- Born: 1969 (age 56–57) Boston, Massachusetts, U.S.
- Education: Harvard University (BA, 1990); University of Illinois at Urbana-Champaign (MFA, 1993);
- Known for: Photography
- Spouse: Megan Boone
- Children: 1
- Awards: National Endowment for the Arts Fellowship (1994)
- Website: danestabrook.com

= Dan Estabrook =

American photographer (born 1969)

Dan Estabrook (born 1969) is an American photographer. He received an artist's fellowship from the National Endowment for the Arts in 1994. His photographs are in the permanent collections of the Art Institute of Chicago and the North Carolina Museum of Art, which presented a mid-career retrospective spanning 30 years of his practice in 2024.

==Early life and education==
Estabrook was born in 1969 in Boston, Massachusetts. He earned a Bachelor of Arts degree from Harvard University in 1990, where he studied alternative photographic techniques with Christopher James, and completed a Master of Fine Arts at the University of Illinois at Urbana–Champaign in 1993. During and after graduate school, he studied post-mortem photography.

==Career==
Seeing the exhibition The Waking Dream: Photography's First Century at the Metropolitan Museum of Art in 1993 strongly influenced Estabrook's approach to historical processes. In 1994, soon after completing his graduate studies, Estabrook received an artist's fellowship from the National Endowment for the Arts.

His work has been exhibited at institutions including the North Carolina Museum of Art, the Halsey Institute of Contemporary Art, and the University of Kentucky Art Museum. In 2024, the North Carolina Museum of Art organized Forever and Never: Photographs by Dan Estabrook, a retrospective covering 30+ years of his work. The exhibition examined Estabrook's use of photographic history and material experimentation, and ran from September 2024 through January 2025.

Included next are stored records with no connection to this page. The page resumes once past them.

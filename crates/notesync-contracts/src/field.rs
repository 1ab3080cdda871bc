use crate::{Contract, ContractError, ErrorCode};
use serde_json::{Map, Value};
use std::collections::HashSet;
use std::fmt;

/// Untyped record handed to a processor. Owned by the caller for one `process` call.
pub type Record = Map<String, Value>;

/// Error response for a single record.
pub type Payload = Map<String, Value>;

pub const ERROR_FIELD_SUFFIX: &str = "_errors";

/// Key under which a field's error code is reported, e.g. `note_id_errors`.
pub fn error_key(field: &str) -> String {
    let mut key = String::with_capacity(field.len() + ERROR_FIELD_SUFFIX.len());
    key.push_str(field);
    key.push_str(ERROR_FIELD_SUFFIX);
    key
}

/// Extra entries merged into an error payload next to a field's own code.
#[derive(Debug, Clone, Default, PartialEq)]
pub struct ParallelInsert {
    entries: Vec<(String, Value)>,
}

impl ParallelInsert {
    pub fn new() -> Self {
        Self::default()
    }

    pub fn with(mut self, key: impl Into<String>, value: impl Into<Value>) -> Self {
        self.entries.push((key.into(), value.into()));
        self
    }

    pub fn is_empty(&self) -> bool {
        self.entries.is_empty()
    }

    pub fn iter(&self) -> impl Iterator<Item = (&str, &Value)> {
        self.entries.iter().map(|(k, v)| (k.as_str(), v))
    }
}

/// Merge parallel-insert entries into a payload. Later entries win on key collisions.
pub fn merge_parallel(mut payload: Payload, extras: &ParallelInsert) -> Payload {
    for (key, value) in extras.iter() {
        payload.insert(key.to_string(), value.clone());
    }
    payload
}

/// An expected, client-facing validation failure.
#[derive(Debug, Clone, PartialEq)]
pub struct ValidationError {
    pub code: ErrorCode,
    pub fail_fast: bool,
    pub parallel_insert: ParallelInsert,
}

impl ValidationError {
    pub fn new(code: ErrorCode) -> Self {
        Self {
            code,
            fail_fast: false,
            parallel_insert: ParallelInsert::default(),
        }
    }

    /// A failure that aborts the remaining checks of the record.
    pub fn fail_fast(code: ErrorCode) -> Self {
        Self {
            fail_fast: true,
            ..Self::new(code)
        }
    }

    pub fn with_parallel(mut self, key: impl Into<String>, value: impl Into<Value>) -> Self {
        self.parallel_insert = self.parallel_insert.with(key, value);
        self
    }
}

impl From<ErrorCode> for ValidationError {
    fn from(code: ErrorCode) -> Self {
        Self::new(code)
    }
}

impl fmt::Display for ValidationError {
    fn fmt(&self, f: &mut fmt::Formatter<'_>) -> fmt::Result {
        if self.fail_fast {
            write!(f, "{} (fail-fast)", self.code)
        } else {
            write!(f, "{}", self.code)
        }
    }
}

/// Failure of a single field validator.
#[derive(Debug, thiserror::Error)]
pub enum FieldError {
    #[error("invalid field: {0}")]
    Invalid(ValidationError),
    #[error(transparent)]
    Fatal(#[from] ContractError),
}

impl From<ValidationError> for FieldError {
    fn from(err: ValidationError) -> Self {
        FieldError::Invalid(err)
    }
}

impl From<ErrorCode> for FieldError {
    fn from(code: ErrorCode) -> Self {
        FieldError::Invalid(ValidationError::new(code))
    }
}

impl From<anyhow::Error> for FieldError {
    fn from(err: anyhow::Error) -> Self {
        FieldError::Fatal(ContractError::Repository(err))
    }
}

/// Failure raised by a record-level pre-commit check. Always aborts the record.
#[derive(Debug, thiserror::Error)]
pub enum RecordError {
    #[error("record rejected on {field}: {error}")]
    Invalid {
        field: &'static str,
        error: ValidationError,
    },
    #[error(transparent)]
    Fatal(#[from] ContractError),
}

impl From<anyhow::Error> for RecordError {
    fn from(err: anyhow::Error) -> Self {
        RecordError::Fatal(ContractError::Repository(err))
    }
}

/// What a passing validator wants done with the field.
#[derive(Debug, Clone, PartialEq)]
pub enum FieldOutcome {
    Pass,
    /// Replace the record's value with a parsed or normalized form.
    Replace(Value),
}

pub type FieldResult = Result<FieldOutcome, FieldError>;

pub type FieldValidator<C> = fn(&C, &mut <C as Contract>::Scratch, &Value) -> FieldResult;

/// One declared field of a contract.
pub struct FieldSpec<C: Contract> {
    pub name: &'static str,
    pub validator: FieldValidator<C>,
    pub reflect_on_error: bool,
}

impl<C: Contract> FieldSpec<C> {
    pub fn new(name: &'static str, validator: FieldValidator<C>) -> Self {
        Self {
            name,
            validator,
            reflect_on_error: false,
        }
    }

    /// Echo this field's value back in error payloads.
    pub fn reflected(mut self) -> Self {
        self.reflect_on_error = true;
        self
    }
}

impl<C: Contract> Clone for FieldSpec<C> {
    fn clone(&self) -> Self {
        *self
    }
}

impl<C: Contract> Copy for FieldSpec<C> {}

impl<C: Contract> fmt::Debug for FieldSpec<C> {
    fn fmt(&self, f: &mut fmt::Formatter<'_>) -> fmt::Result {
        f.debug_struct("FieldSpec")
            .field("name", &self.name)
            .field("reflect_on_error", &self.reflect_on_error)
            .finish()
    }
}

/// Ordered, immutable field table of a contract.
pub struct FieldSet<C: Contract> {
    specs: Vec<FieldSpec<C>>,
}

impl<C: Contract> FieldSet<C> {
    pub fn new(contract: &'static str, specs: Vec<FieldSpec<C>>) -> Result<Self, ContractError> {
        if specs.is_empty() {
            return Err(ContractError::NoFields { contract });
        }
        let mut seen = HashSet::with_capacity(specs.len());
        for spec in &specs {
            if !seen.insert(spec.name) {
                return Err(ContractError::DuplicateField {
                    contract,
                    field: spec.name.to_string(),
                });
            }
        }
        Ok(Self { specs })
    }

    pub fn len(&self) -> usize {
        self.specs.len()
    }

    pub fn is_empty(&self) -> bool {
        self.specs.is_empty()
    }

    pub fn iter(&self) -> impl Iterator<Item = &FieldSpec<C>> {
        self.specs.iter()
    }

    pub fn names(&self) -> impl Iterator<Item = &'static str> + '_ {
        self.specs.iter().map(|s| s.name)
    }

    pub fn get(&self, name: &str) -> Option<&FieldSpec<C>> {
        self.specs.iter().find(|s| s.name == name)
    }

    pub fn reflected(&self) -> impl Iterator<Item = &'static str> + '_ {
        self.specs
            .iter()
            .filter(|s| s.reflect_on_error)
            .map(|s| s.name)
    }
}

impl<C: Contract> fmt::Debug for FieldSet<C> {
    fn fmt(&self, f: &mut fmt::Formatter<'_>) -> fmt::Result {
        f.debug_list().entries(self.specs.iter()).finish()
    }
}

#[cfg(test)]
mod tests {
    use super::*;
    use serde_json::json;

    #[test]
    fn error_key_appends_suffix() {
        assert_eq!(error_key("note_id"), "note_id_errors");
    }

    #[test]
    fn merge_parallel_overwrites_and_extends() {
        let mut payload = Payload::new();
        payload.insert("note_errors".into(), json!(43));
        payload.insert("authentication".into(), json!(0));
        let extras = ParallelInsert::new()
            .with("authentication", ErrorCode::Forbidden)
            .with("hint", "x");
        let merged = merge_parallel(payload, &extras);
        assert_eq!(
            serde_json::Value::Object(merged),
            json!({"note_errors": 43, "authentication": 43, "hint": "x"})
        );
    }

    #[test]
    fn fail_fast_constructor_sets_flag() {
        let err = ValidationError::fail_fast(ErrorCode::UuidConflict);
        assert!(err.fail_fast);
        assert!(err.parallel_insert.is_empty());
        assert!(!ValidationError::from(ErrorCode::Missing).fail_fast);
    }
}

Estabrook has taught photography and visual studies at several institutions. He has been a Visiting Assistant Professor at Pratt Institute, visiting artist at Lesley University, and instructor at the Penland School of Craft.

==Artistic practice==

Nine Symptoms, no. 9: Euphoria (2004), salt print with watercolor and ink

Estabrook is part of a broader movement of photographers returning to historical processes. He works with early photographic processes, including calotypes, salt prints, tintypes, ambrotypes, and albumen prints, which he adapts to create contemporary images.

His photographs often include hand-painted or drawn elements and combine found and original imagery. He hand-paints with gouache and watercolor to alter subjects and uses rust as an additional material element. Rather than simply accepting the flaws inherent in antique processes, Estabrook deliberately cultivates imperfections, stains, and signs of deterioration to create a sense of temporal distance. He incorporates cloth as a recurring motif, drawing on its various uses in early photography as backdrop, shroud, or classical drapery.

Estabrook's inspirations include anonymous photographs collected from flea markets, 19th-century post-mortem photography, and late-19th-century medical books. His 2004 series Nine Symptoms uses the calotype and salt print processes alongside the visual language of 19th-century medical photography to explore the physical experience of falling in love.

==Critical reception==
Estabrook has been described as working at "the cutting edge of the antiquarian avant-garde," referencing the "stiff, stagey quality of 19th-century photography" while capturing "the sense of magic and mystery evident in early works" by pioneers like William Henry Fox Talbot.

While many artists have experimented with early photographic processes, Estabrook creates "cryptic, compelling imagery" that balances nostalgic form with "a peculiarly playful and contemporary edge". Critics have noted his willingness to approach historical photography with humor and irreverence, distinguishing his conceptual approach from more technically purist practitioners. His photographs become "lost objects" onto which viewers project their own sentiments.

His practice addresses memory, time, and the physical nature of the photograph. His work has been described as a dialogue between photography's past and its shift in the digital era.

==Publications==
- "Forever and Never: Photographs by Dan Estabrook" (2024)

==Personal life==
Estabrook has a background in skateboarding and created zines before pursuing photography. He has described his artistic practice as rooted in the DIY ethic of punk rock and skateboarding.

He lives in Carroll Gardens. He is married to actress Megan Boone. They have one daughter.